Caufield ne voulait pas trop en parler, mais il n’a pas pu y résister, il fallait que ça sorte.

C’est pas mal agréable pour eux, j’imagine, a-t-il d’abord lancé.

Le hockey est un drôle de sport. Une malchance et ça change le résultat.

Ils comptent un but grâce à la bande. Est-ce la différence?, s’est demandé à haute voix l’entraîneur.

En partie. Or, n’est-ce pas là l’essence même du chaos éliminatoire qu’il faut apprendre à gérer et surmonter pour se rendre loin en séries? C’était un apprentissage à la dure, d’accord.

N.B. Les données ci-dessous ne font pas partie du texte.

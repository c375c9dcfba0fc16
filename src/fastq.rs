//src/fastq.rs

use std::io::BufRead;

use crate::error::Result;
use crate::types::{line_len, SeqRecord};

/// Lines per FASTQ record: header, sequence, plus line, quality.
pub const FASTQ_LINES: usize = 4;

/// Lazy FASTQ record reader.
///
/// Lines are grouped strictly in fours without checking the `@` / `+`
/// markers. A trailing group of fewer than four lines is still yielded.
pub struct FastqRecords<R: BufRead> {
    reader: R,
    finished: bool,
}

impl<R: BufRead> FastqRecords<R> {
    pub fn new(reader: R) -> Self {
        FastqRecords {
            reader,
            finished: false,
        }
    }

    fn read_record(&mut self) -> Result<Option<SeqRecord>> {
        if self.finished {
            return Ok(None);
        }

        let mut text = Vec::new();
        let mut length = 0;
        for i in 0..FASTQ_LINES {
            let start = text.len();
            if self.reader.read_until(b'\n', &mut text)? == 0 {
                self.finished = true;
                break;
            }
            // 2) sequence line
            if i == 1 {
                length = line_len(&text[start..]);
            }
        }

        if text.is_empty() {
            return Ok(None);
        }
        Ok(Some(SeqRecord { text, length }))
    }
}

impl<R: BufRead> Iterator for FastqRecords<R> {
    type Item = Result<SeqRecord>;

    fn next(&mut self) -> Option<Self::Item> {
        self.read_record().transpose()
    }
}
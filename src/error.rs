//src/error.rs

use std::path::PathBuf;
use thiserror::Error;

/// Result type used throughout the splitter.
pub type Result<T> = std::result::Result<T, SplitError>;

/// Everything that can abort a split run.
#[derive(Debug, Error)]
pub enum SplitError {
    /// The input suffix does not name a FASTA, FASTQ or HMM file.
    #[error("File type is not correct: cannot infer format of {}", path.display())]
    UnrecognizedFormat { path: PathBuf },

    /// A `LENG` line in an HMM profile did not hold an integer.
    #[error("Invalid LENG value '{value}' at line {line}")]
    InvalidLength { line: usize, value: String },

    /// A threshold of zero would never fill a file.
    #[error("Threshold must be at least 1")]
    InvalidThreshold,

    #[error("I/O error: {0}")]
    Io(#[from] std::io::Error),
}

Il faut l’avaler et passer à autre chose, a encore dit Caufield, même s’il semblait avoir ce jeu coincé à travers la gorge.

Occasion ratée

Pour la quatrième fois ce printemps, l’équipe a eu l’occasion de mettre le pied sur la gorge de son adversaire qui avait posé un genou au sol. Trois fois, face au Lightning de Tampa Bay au premier tour, Montréal avait l’avance dans la série et aurait pu lui porter un dur coup en remportant le match suivant et prendre ses distances. Il n’y est pas parvenu.

Pas plus que contre les Sabres que le Canadien aurait poussés au bord du gouffre avec une victoire mardi soir.

On n’a jamais été dans ces situations avant, a noté Caufield avec justesse.

Apprendre à gérer ces moments fait partie de la croissance d’une équipe, a fait valoir Kaiden Guhle, de sa quête de maturité. Maturité qui, comme St-Louis l’a rappelé récemment, n’a pas d’âge. Il lui importe donc peu que son équipe soit la plus jeune de la ligue.

Des joueurs de hockey au banc.

L'entraîneur-chef du Canadien Martin St-Louis s'adresse à ses joueurs lors du quatrième match de la série contre les Sabres, mardi soir.

Photo : La Presse canadienne / Christinne Muschi

Le Canadien retiendra qu’il a décoché près de deux fois plus de tirs que les Sabres, qu’il a contrôlé la possession pendant 40 minutes, qu’il a joué de malchance et qu’il s’est créé toutes sortes d’occasions de marquer.

Les Sabres, eux, voudront mettre l’accent sur leurs 27 tirs bloqués en défense et sur le fait qu’ils n’ont pas cédé grand-chose défensivement pendant les 15 minutes où ils ont dû protéger leur avance d’un but en troisième période. Ils ont d’ailleurs eu beaucoup de succès pour fermer le jeu en fin de match cette année. L’équipe a présenté une fiche de 38-2-0 lorsqu’elle menait après deux périodes, saison et séries incluses.

Ce qui a fait dire à Lindy Ruff, l’entraîneur, que l’équipe semblait s’être retrouvé. De par son jeu défensif plus hermétique dans le centre de la patinoire et étant donné leur départ canon. Entre les deux, toutefois, il y a eu un peu de flottement, un coup du sort rarissime, beaucoup d’indiscipline de ses joueurs – et un peu du CH – et du grand théâtre.

Les arbitres sont sévères, ce qui en agace plus d’un sur la glace, mais le jugement est le même pour tous.

Cela dit, il y a une propension aux réactions exagérées dans ces séries éliminatoires, chez toutes les équipes, pour attirer l’attention des arbitres, ce qui semble fonctionner. Les joueurs y vont donc de leurs plus belles interprétations lorsqu’ils reçoivent un bâton au visage, par exemple, ou s’élancent d’un joli plongeon. C’était flagrant mardi et cela a ajouté au burlesque du duel.

Il faut faire abstraction de bien des choses pour faire un bout de chemin en séries éliminatoires, le Canadien l’apprend à chaque match. Il ne faut pas gaspiller des cartouches trop souvent non plus, quand on fait la course en tête… au risque de se brûler les doigts.